Due to a possibility of a ban on importing Bitcoin mining equipment in Vietnam, both individuals and businesses of this country decided to stop importing the mining rigs.
Bitcoin mining rigs import drops significantly
Vietnam used to be big on crypto mining rig import until recently. The reports claim that the Ho Chi Minh City’s (HCMC) Customs Department cleared over 7,000 BTC and LTC miners in the last year alone. Additionally, 190 mining rigs for Bitcoin and 350 of them for Litecoin were imported in Hanoi.
The trend continues in much the same way in 2018, with around 3,664 mining rigs imported from the beginning of the year to August 6th, according to another HCMC Customs Department’s report. Most of them seem to be coming from China. However, this situation started to change dramatically in July of this year, and the local news outlet recently announced that mining rigs import has almost completely ceased in the last month.
The publication continues to claim that four large companies imported over 3,000 machines during this year, while the rest were ordered by individuals and organizations without proper import tax code. Finally, the publication stated that entire Vietnam has experienced an import of around 15,600 crypto mining machines from last year to April of this year.
Mining rigs import stops due to a possibility of a ban
While the cease of mining rigs import is a big deal for the crypto community of this country, it can be easily explained. It most likely came as a response to the Ministry of Industry and Trade’s proposal to ban the import of crypto mining machines. Not only did this ministry requested an official ban on the import of the mining equipment, but was actually supported by several other agencies within the government, not to mention the country’s central bank, the SBV.
It would seem that the ban proposal came due to the finance ministry’s concern regarding the mining rigs.
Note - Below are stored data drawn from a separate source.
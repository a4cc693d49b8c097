//! Request handlers

mod audio;
mod books;
mod sync;
mod upload;

pub use audio::*;
pub use books::*;
pub use sync::*;
pub use upload::*;

use axum::Json;
use serde::Serialize;

/// Health check response
#[derive(Serialize)]
pub struct HealthResponse {
    pub status: &'static str,
    pub version: &'static str,
}

/// Health check endpoint
pub async fn health_check() -> Json<HealthResponse> {
    Json(HealthResponse {
        status: "ok",
        version: env!("CARGO_PKG_VERSION"),
    })
}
They stated that the mining rigs are not on the list of banned goods, and are not even on the list of unsafe goods. Because of that, firms and individuals can import them with ease. This also makes them difficult for authorities to manage and control. As such, they allow people to mine cryptos, trade them, an even use them as a payment method, which is not legal in Vietnam.
Another crypto-related development in Vietnam came earlier this year, in April. Back then, Nguyen Xuan Phuc, the country’s Prime Minister, officially signed a directive that calls for much stronger measures regarding cryptos. he stated that the directive is to prohibit crypto transactions within the country. Additionally, everyone who notices any kind of crypto-related activities that may be suspicious in any way is now obligated to report them to the authorities.